FnCas9-based CRISPR diagnostic for rapid and accurate detection of major SARS-CoV-2 variants on a paper strip
- CSIR-Institute of Genomics & Integrative Biology, India
- Academy of Scientific & Innovative Research (AcSIR), India
- CSIR-National Chemical Laboratory, India
Figures
Figure 1
Schematic for RAY.
(A) FnCas9 is unable to bind or cleave targets having two mismatches at the PAM proximal 2nd and 6th or PAM distal 16th and 19th positions as shown (left panel). The quantification of cleavage with a substrate with mismatches at indicated positions is shown (right panel, n = 3 independent experiments, errors s.e.m, student’s paired T-test p values ***<0.001 are shown). (B) Dot plot showing the major SNVs (y-axis) present in the emerging SARS-CoV-2 lineages (x-axis). The status of each SNV as being targetable by RAY is indicated as dots.
Figure 2
Adaptation of RAY for identification of N501Y mutation.
(A) Schematic showing the application of RAY for distinguishing variants WT and N501Y using electrophoresis, key steps in the process are shown. The uncleaved band represents the amplicon from either the WT or N501Y sample, cleavage occurs only in the N501Y sample. (B) Schematic for detecting the N501Y through a single amplicon RAY on a lateral flow assay is shown. Left panel depicts key steps in the assay. The amplicon sequence and position of primers and sgRNAs are indicated on the right. The N501Y mutation position is shown in raised font. (C) Outcome of the association of FAM-labeled FnCas9 RNP bound to biotin-labeled substrate on the paper strip is shown. Arrow indicates the direction of flow. (D) Different outcomes of RAY on a paper strip based on the starting material. Distinct bands on the streptavidin line (test line) characterize CoV-2 negative, CoV-2 wild type and CoV2 N501Y variants.
Figure 3
Validation of single amplicon RAY on patient samples.

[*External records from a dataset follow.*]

// ============================================================================
// CONFIGURATION STATE MODEL
// ============================================================================

use serde::{Deserialize, Serialize};
use tracing::{debug, info, warn};

use crate::error::{ConfigError, GaugeError};
use crate::host::{Notifier, ProjectStore};

pub const DEFAULT_MIN_SIGNAL_VALUE: f64 = -500.0;
pub const DEFAULT_MAX_SIGNAL_VALUE: f64 = 500.0;
pub const MAX_DECIMALS: u8 = 15;
pub const MAX_TICKS: u32 = 100;

/// Per-instance gauge configuration as stored in the host project.
///
/// Field names serialize in camelCase; they are the project file schema.
#[derive(Debug, Clone, PartialEq, Serialize, Deserialize)]
#[serde(rename_all = "camelCase", default)]
pub struct PersistedConfiguration {
    pub qualified_signal_name: Option<String>,
    pub signal_name: Option<String>,
    pub signal_unit: Option<String>,
    pub min_signal_value: f64,
    pub max_signal_value: f64,
    pub decimals: u8,
    pub show_unit_label: bool,
    pub show_value_label: bool,
    pub show_pointer: bool,
    pub show_ticks: bool,
    pub major_ticks: u32,
    pub minor_ticks_per_major: u32,
}

impl Default for PersistedConfiguration {
    fn default() -> Self {
        Self {
            qualified_signal_name: None,
            signal_name: None,
            signal_unit: None,
            min_signal_value: DEFAULT_MIN_SIGNAL_VALUE,
            max_signal_value: DEFAULT_MAX_SIGNAL_VALUE,
            decimals: 2,
            show_unit_label: true,
            show_value_label: true,
            show_pointer: true,
            show_ticks: true,
            major_ticks: 7,
            minor_ticks_per_major: 4,
        }
    }
}

/// A field of the configuration dialog.
#[derive(Debug, Clone, Copy, PartialEq, Eq)]
pub enum EditField {
    MinSignalValue,
    MaxSignalValue,
    Decimals,
    ShowUnitLabel,
    ShowValueLabel,
    ShowPointer,
    ShowTicks,
    MajorTicks,
    MinorTicksPerMajor,
}

impl EditField {
    pub const fn label(self) -> &'static str {
        match self {
            EditField::MinSignalValue => "Min Signal Value",
            EditField::MaxSignalValue => "Max Signal Value",
            EditField::Decimals => "Decimals",
            EditField::ShowUnitLabel => "Show Unit",
            EditField::ShowValueLabel => "Show Value",
            EditField::ShowPointer => "Show Pointer",
            EditField::ShowTicks => "Show Ticks",
            EditField::MajorTicks => "Major Ticks",
            EditField::MinorTicksPerMajor => "Minor Ticks Per Major",
        }
    }
}

/// Working copy of the editable fields while the dialog is open.
///
/// Setters enforce the field ranges; a rejected edit leaves the buffer as it
/// was.
#[derive(Debug, Clone, PartialEq)]
pub struct EditBuffer {
    min_signal_value: f64,
    max_signal_value: f64,
    decimals: u8,
    show_unit_label: bool,
    show_value_label: bool,
    show_pointer: bool,
    show_ticks: bool,
    major_ticks: u32,
    minor_ticks_per_major: u32,
}

impl EditBuffer {
    pub fn from_persisted(config: &PersistedConfiguration) -> Self {
        Self {
            min_signal_value: config.min_signal_value,
            max_signal_value: config.max_signal_value,
            decimals: config.decimals,
            show_unit_label: config.show_unit_label,
            show_value_label: config.show_value_label,
            show_pointer: config.show_pointer,
            show_ticks: config.show_ticks,
            major_ticks: config.major_ticks,
            minor_ticks_per_major: config.minor_ticks_per_major,
        }
    }

    /// Copies every editable field onto `config`, leaving the signal
    /// selection alone.
    pub fn apply_to(&self, config: &mut PersistedConfiguration) {
        config.min_signal_value = self.min_signal_value;
        config.max_signal_value = self.max_signal_value;
        config.decimals = self.decimals;
        config.show_unit_label = self.show_unit_label;
        config.show_value_label = self.show_value_label;
        config.show_pointer = self.show_pointer;
        config.show_ticks = self.show_ticks;
        config.major_ticks = self.major_ticks;
        config.minor_ticks_per_major = self.minor_ticks_per_major;
    }

    pub fn validate(&self) -> Result<(), ConfigError> {
        if self.min_signal_value >= self.max_signal_value {
            return Err(ConfigError::InvalidRange {
                min: self.min_signal_value,
                max: self.max_signal_value,
            });
        }
        Ok(())
    }

    pub fn min_signal_value(&self) -> f64 {
        self.min_signal_value
    }

    pub fn max_signal_value(&self) -> f64 {
        self.max_signal_value
    }

    pub fn decimals(&self) -> u8 {
        self.decimals
    }

    pub fn show_unit_label(&self) -> bool {
        self.show_unit_label
    }

    pub fn show_value_label(&self) -> bool {
        self.show_value_label
    }

    pub fn show_pointer(&self) -> bool {
        self.show_pointer
    }

    pub fn show_ticks(&self) -> bool {
        self.show_ticks
    }

    pub fn major_ticks(&self) -> u32 {
        self.major_ticks
    }

    pub fn minor_ticks_per_major(&self) -> u32 {
        self.minor_ticks_per_major
    }

    pub fn set_min_signal_value(&mut self, value: f64) -> Result<(), ConfigError> {
        self.min_signal_value = finite(EditField::MinSignalValue, value)?;
        Ok(())
    }

    pub fn set_max_signal_value(&mut self, value: f64) -> Result<(), ConfigError> {
        self.max_signal_value = finite(EditField::MaxSignalValue, value)?;
        Ok(())
    }

    pub fn set_decimals(&mut self, value: i64) -> Result<(), ConfigError> {
        let value = in_range(EditField::Decimals, value, i64::from(MAX_DECIMALS))?;
        self.decimals = u8::try_from(value).unwrap_or(MAX_DECIMALS);
        Ok(())
    }

    pub fn set_major_ticks(&mut self, value: i64) -> Result<(), ConfigError> {
        let value = in_range(EditField::MajorTicks, value, i64::from(MAX_TICKS))?;
        self.major_ticks = u32::try_from(value).unwrap_or(MAX_TICKS);
        Ok(())
    }

    pub fn set_minor_ticks_per_major(&mut self, value: i64) -> Result<(), ConfigError> {
        let value = in_range(EditField::MinorTicksPerMajor, value, i64::from(MAX_TICKS))?;
        self.minor_ticks_per_major = u32::try_from(value).unwrap_or(MAX_TICKS);
        Ok(())
    }

    pub fn set_show_unit_label(&mut self, show: bool) {
        self.show_unit_label = show;
    }

    pub fn set_show_value_label(&mut self, show: bool) {
        self.show_value_label = show;
    }

    pub fn set_show_pointer(&mut self, show: bool) {
        self.show_pointer = show;
    }

    pub fn set_show_ticks(&mut self, show: bool) {
        self.show_ticks = show;
    }

    /// Sets a field from user-typed text. Numeric fields parse as float or
    /// integer according to the field; flags accept `true`/`false`.
    pub fn set_text(&mut self, field: EditField, input: &str) -> Result<(), ConfigError> {
        let trimmed = input.trim();
        let parse_error = || ConfigError::Parse {
            field: field.label(),
            input: input.to_string(),
        };
        match field {
            EditField::MinSignalValue | EditField::MaxSignalValue => {
                let value: f64 = trimmed.parse().map_err(|_| parse_error())?;
                if field == EditField::MinSignalValue {
                    self.set_min_signal_value(value)
                } else {
                    self.set_max_signal_value(value)
                }
            }
            EditField::Decimals | EditField::MajorTicks | EditField::MinorTicksPerMajor => {
                let value: i64 = trimmed.parse().map_err(|_| parse_error())?;
                match field {
                    EditField::Decimals => self.set_decimals(value),
                    EditField::MajorTicks => self.set_major_ticks(value),
                    _ => self.set_minor_ticks_per_major(value),
                }
            }
            EditField::ShowUnitLabel
            | EditField::ShowValueLabel
            | EditField::ShowPointer
            | EditField::ShowTicks => {
                let show: bool = trimmed.parse().map_err(|_| parse_error())?;
                match field {
                    EditField::ShowUnitLabel => self.set_show_unit_label(show),
                    EditField::ShowValueLabel => self.set_show_value_label(show),
                    EditField::ShowPointer => self.set_show_pointer(show),
                    _ => self.set_show_ticks(show),
                }
                Ok(())
            }
        }
    }
}

fn finite(field: EditField, value: f64) -> Result<f64, ConfigError> {
    if value.is_finite() {
        Ok(value)
    } else {
        Err(ConfigError::NotFinite {
            field: field.label(),
        })
    }
}

fn in_range(field: EditField, value: i64, max: i64) -> Result<i64, ConfigError> {
    if (0..=max).contains(&value) {
        Ok(value)
    } else {
        Err(ConfigError::OutOfRange {
            field: field.label(),
            value,
            min: 0,
            max,
        })
    }
}

#[derive(Debug, Clone, PartialEq, Default)]
pub enum DialogState {
    #[default]
    Closed,
    Open(EditBuffer),
}

/// Open/cancel/save lifecycle of the configuration dialog for one gauge.
#[derive(Debug, Clone, Default)]
pub struct ConfigDialog {
    state: DialogState,
}

impl ConfigDialog {
    pub fn new() -> Self {
        Self::default()
    }

    pub fn is_open(&self) -> bool {
        matches!(self.state, DialogState::Open(_))
    }

    /// Seeds a fresh buffer from `persisted`. Called on every open, so edits
    /// abandoned in an earlier session never come back.
    pub fn open(&mut self, persisted: &PersistedConfiguration) {
        debug!(
            min = persisted.min_signal_value,
            max = persisted.max_signal_value,
            "configuration dialog opened"
        );
        self.state = DialogState::Open(EditBuffer::from_persisted(persisted));
    }

    pub fn buffer(&self) -> Option<&EditBuffer> {
        match &self.state {
            DialogState::Open(buffer) => Some(buffer),
            DialogState::Closed => None,
        }
    }

    pub fn buffer_mut(&mut self) -> Result<&mut EditBuffer, ConfigError> {
        match &mut self.state {
            DialogState::Open(buffer) => Ok(buffer),
            DialogState::Closed => Err(ConfigError::DialogClosed),
        }
    }

    /// Drops the buffer without touching the stored configuration.
    pub fn cancel(&mut self) {
        if self.is_open() {
            debug!("configuration dialog cancelled");
        }
        self.state = DialogState::Closed;
    }

    /// Validates the buffer and commits it to `store` in one update.
    ///
    /// On a bad range the user is told through `notifier`, the dialog stays
    /// open and nothing is written.
    pub fn save<S>(
        &mut self,
        store: &S,
        instance_id: i64,
        notifier: &dyn Notifier,
    ) -> Result<(), GaugeError>
    where
        S: ProjectStore + ?Sized,
    {
        let buffer = match &self.state {
            DialogState::Open(buffer) => buffer,
            DialogState::Closed => return Err(ConfigError::DialogClosed.into()),
        };
        if let Err(err) = buffer.validate() {
            warn!(instance_id, error = %err, "configuration rejected");
            notifier.notify(&err.to_string());
            return Err(err.into());
        }

        store.update(
            instance_id,
            &PersistedConfiguration::default(),
            &|current: &PersistedConfiguration| {
                let mut next = current.clone();
                buffer.apply_to(&mut next);
                next
            },
        )?;
        info!(instance_id, "configuration saved");
        self.state = DialogState::Closed;
        Ok(())
    }
}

(A) RAY optimization with different size of S gene PCR amplicons. Optimal amplicon length denoted by red dotted box. (B) Reproducibility in output on multiple runs of RAY on the same samples (WT or N501Y) showing high concordance between assays (n = 10 RAY replicates from same sample). (C) RAY outcomes on three groups of patient samples as indicated. The ORF1ab Ct values for every sample is indicated below.
Figure 4
Double amplicon RAY.
(A) Effect of single/double biotin labeling on primers for the 580 bp amplicon. (B) Effect of reduction of amplicon length on RAY outcomes. Red dotted box shows the optimal amplification conditions for successful discrimination of WT and N501Y samples. (C) Schematic for the double amplicon RAY. Positions of primers and sgRNAs for the N501Y sgRNA and WT S-gene sgRNA are shown. The two amplicons are highlighted in green and red. (D) Key steps in the assay and overall time is indicated. (E) Representative image showing the limit of detection of RAY for serial dilutions of patient samples (N501Y or WT as indicated). The corresponding TOPSE and ORF1ab Ct values are shown below. Right panel shows a quantification of the image intensity values (n = 2 RAY replicates per sample). (F) Graph showing the distribution of sequenced confirmed WT (cyan dot) and N501Y (red triangle) containing patient samples detected through RAY. Dotted line depicts the cut-off for N501Y sgRNA. (G) RAY outcomes on E484K and T716I mutations from patient samples. (H) Outcome of RAY showing minimal cross-reactivity of N501Y sgRNA on the E484K amplicon. (I) Increased signal intensity of N501Y RAY on patient samples upon using phosphorothioate modified synthetic sgRNA as compared to in vitro synthesized sgRNA.
Appendix 1—figure 1
Cycling conditions for Reverse Transcription-PCR for RAY .
Appendix 1—figure 2
Representative image of RAY outcomes on a paper strip for sample having the N501Y mutation (Mut) or the parent CoV-2 sequence (Wt).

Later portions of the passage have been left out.